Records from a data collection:
»»

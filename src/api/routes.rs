use axum::{
    routing::{get, post},
    Router,
};
use moka::future::Cache;
use std::sync::Arc;
use std::time::Duration;
use tower_http::cors::CorsLayer;
use tower_http::trace::TraceLayer;

use crate::analytics::ClickRecorder;
use crate::config::{AnalyticsConfig, CacheConfig};
use crate::storage::Storage;

use super::analytics::{
    get_link_metrics, get_link_rollups, get_link_timeseries, get_workspace_metrics,
    get_workspace_timeseries,
};
use super::handlers::{classify, health_check, list_clicks, record_click, AppState};

pub fn create_api_router(
    storage: Arc<dyn Storage>,
    analytics: AnalyticsConfig,
    cache: &CacheConfig,
) -> anyhow::Result<Router> {
    let metrics_cache = Cache::builder()
        .max_capacity(cache.max_entries)
        .time_to_live(Duration::from_secs(cache.ttl_secs.max(1)))
        .build();

    let state = Arc::new(AppState {
        storage,
        recorder: ClickRecorder::new(analytics.clone())?,
        analytics,
        metrics_cache,
    });

    let api_routes = Router::new()
        .route("/clicks", post(record_click))
        .route("/links/{link_id}/metrics", get(get_link_metrics))
        .route("/links/{link_id}/timeseries", get(get_link_timeseries))
        .route("/links/{link_id}/clicks", get(list_clicks))
        .route("/links/{link_id}/rollups", get(get_link_rollups))
        .route("/workspaces/{workspace_id}/metrics", get(get_workspace_metrics))
        .route(
            "/workspaces/{workspace_id}/timeseries",
            get(get_workspace_timeseries),
        )
        .route("/referrers/classify", get(classify))
        .with_state(state);

    Ok(Router::new()
        .route("/health", get(health_check))
        .nest("/api", api_routes)
        .layer(CorsLayer::permissive())
        .layer(TraceLayer::new_for_http()))
}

««

- _Task brief_:
Find the word "links" in the data and show each line that holds it.

- _Result for this exercise_:
        .route("/links/{link_id}/metrics", get(get_link_metrics))
        .route("/links/{link_id}/timeseries", get(get_link_timeseries))
        .route("/links/{link_id}/clicks", get(list_clicks))
        .route("/links/{link_id}/rollups", get(get_link_rollups))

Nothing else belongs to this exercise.